John the Baptist

From the Rector: Re-imagining John the Baptist

Painting of young boy with a lamb entitled "Saint John the Baptist in the Wilderness" by Joshua Reynolds, 1776.

“Saint John the Baptist in the Wilderness” by Joshua Reynolds (1776)

Dear friends,

In the Gospel reading for the Second Sunday of Advent, we encounter John the Baptist for the first time. John is considered by many to be Jesus’s cousin, a forerunner to Jesus, who preached, prophesied and baptized prior to Jesus’s ministry beginning. John speaks about Jesus’s coming. And when Jesus is about to begin his ministry, John baptizes him, thus making explicit a new relationship between the divine and the human, indeed all of creation, and opening the way for us to relate to God in a new way. In the Gospel for this Sunday (Luke 3:1-6), we encounter John prior to Jesus’s baptism, when he is preaching about future judgment and Christ’s arrival.

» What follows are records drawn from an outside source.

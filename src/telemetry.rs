/// Initialize tracing/logging according to RUST_LOG and HERON_LOG_FORMAT.
/// - Defaults to `info` if `RUST_LOG` is unset
/// - Supports `HERON_LOG_FORMAT=json` for JSON logs
/// - Logs go to stderr; command output stays on stdout
pub fn init_tracing() {
    use tracing_subscriber::prelude::*; // for .with()
    use tracing_subscriber::{EnvFilter, fmt};

    let filter = EnvFilter::try_from_default_env().unwrap_or_else(|_| EnvFilter::new("info"));

    let fmt_layer = fmt::layer()
        .with_target(false)
        .with_writer(std::io::stderr);
    let builder = tracing_subscriber::registry().with(filter);

    match std::env::var("HERON_LOG_FORMAT").as_deref() {
        Ok("json") => {
            let _ = builder.with(fmt_layer.json().flatten_event(true)).try_init();
        }
        _ => {
            let _ = builder.with(fmt_layer.compact()).try_init();
        }
    }
}
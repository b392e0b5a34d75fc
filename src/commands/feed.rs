use anyhow::bail;
use url::Url;

use super::{Command, HandlerFuture, State};
use crate::store::{Store, StoreError, User};

pub fn addfeed<S: Store>(state: &mut State<S>, user: User, cmd: Command) -> HandlerFuture<'_> {
    Box::pin(async move {
        let Command::Addfeed { name, url } = cmd else {
            bail!("addfeed: unexpected arguments");
        };
        // friendly error before DB I/O
        if Url::parse(&url).is_err() {
            bail!("invalid URL: {url}");
        }
        let feed = match state.store.create_feed(&name, &url, user.id).await {
            Ok(feed) => feed,
            Err(StoreError::Conflict { .. }) => bail!("a feed with url {url} already exists"),
            Err(err) => return Err(err.into()),
        };
        // registering a feed also subscribes its creator
        state.store.create_feed_follow(user.id, feed.id).await?;
        println!("{} ({}) registered by {}", feed.name, feed.url, user.name);
        Ok(())
    })
}

pub fn feeds<S: Store>(state: &mut State<S>, cmd: Command) -> HandlerFuture<'_> {
    Box::pin(async move {
        let Command::Feeds = cmd else {
            bail!("feeds: unexpected arguments");
        };
        let feeds = state.store.list_feeds().await?;
        if feeds.is_empty() {
            println!("no feeds registered yet");
            return Ok(());
        }
        for feed in feeds {
            let owner = state.store.get_user_by_id(feed.user_id).await?;
            println!("* {} ({}) owned by {}", feed.name, feed.url, owner.name);
        }
        Ok(())
    })
}
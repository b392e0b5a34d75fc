use chrono::{DateTime, Utc};
use serde::Serialize;
use sqlx::FromRow;
use uuid::Uuid;

#[derive(Debug, Clone, FromRow, Serialize)]
pub struct User {
    pub id: Uuid,
    pub created_at: DateTime<Utc>,
    pub updated_at: DateTime<Utc>,
    pub name: String,
}

#[derive(Debug, Clone, FromRow, Serialize)]
pub struct Feed {
    pub id: Uuid,
    pub created_at: DateTime<Utc>,
    pub updated_at: DateTime<Utc>,
    pub name: String,
    pub url: String,
    pub user_id: Uuid,
    pub last_fetched_at: Option<DateTime<Utc>>,
}

#[derive(Debug, Clone, FromRow, Serialize)]
pub struct Post {
    pub id: Uuid,
    pub created_at: DateTime<Utc>,
    pub updated_at: DateTime<Utc>,
    pub title: String,
    pub url: String,
    pub description: String,
    pub published_at: Option<DateTime<Utc>>,
    pub feed_id: Uuid,
}

/// Candidate post built from one feed item, keyed by the item link.
#[derive(Debug, Clone)]
pub struct NewPost {
    pub title: String,
    pub url: String,
    pub description: String,
    pub published_at: Option<DateTime<Utc>>,
    pub feed_id: Uuid,
}

/// Follow row joined with the user and feed names for display.
#[derive(Debug, Clone, FromRow, Serialize)]
pub struct Follow {
    pub id: Uuid,
    pub created_at: DateTime<Utc>,
    pub updated_at: DateTime<Utc>,
    pub user_id: Uuid,
    pub feed_id: Uuid,
    pub user_name: String,
    pub feed_name: String,
}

I had never spent much time studying John the Baptist until I lived in London ten years ago. One year, while I served at St. Marylebone in Central London, I preached an Advent II sermon about John the Baptist, and on the reading coming up for this Sunday. As I was working with children and youth a great deal, as well as older adults who often found sensory worship helpful, I found myself using a well-known image of John as an illustration during the sermon. The image is at the top of this letter. It is a painting which hangs in The Wallace Collection in London (just down the street from St. Marylebone), and it is an image of the infant John the Baptist in the wilderness. It was painted by Joshua Reynolds in 1776.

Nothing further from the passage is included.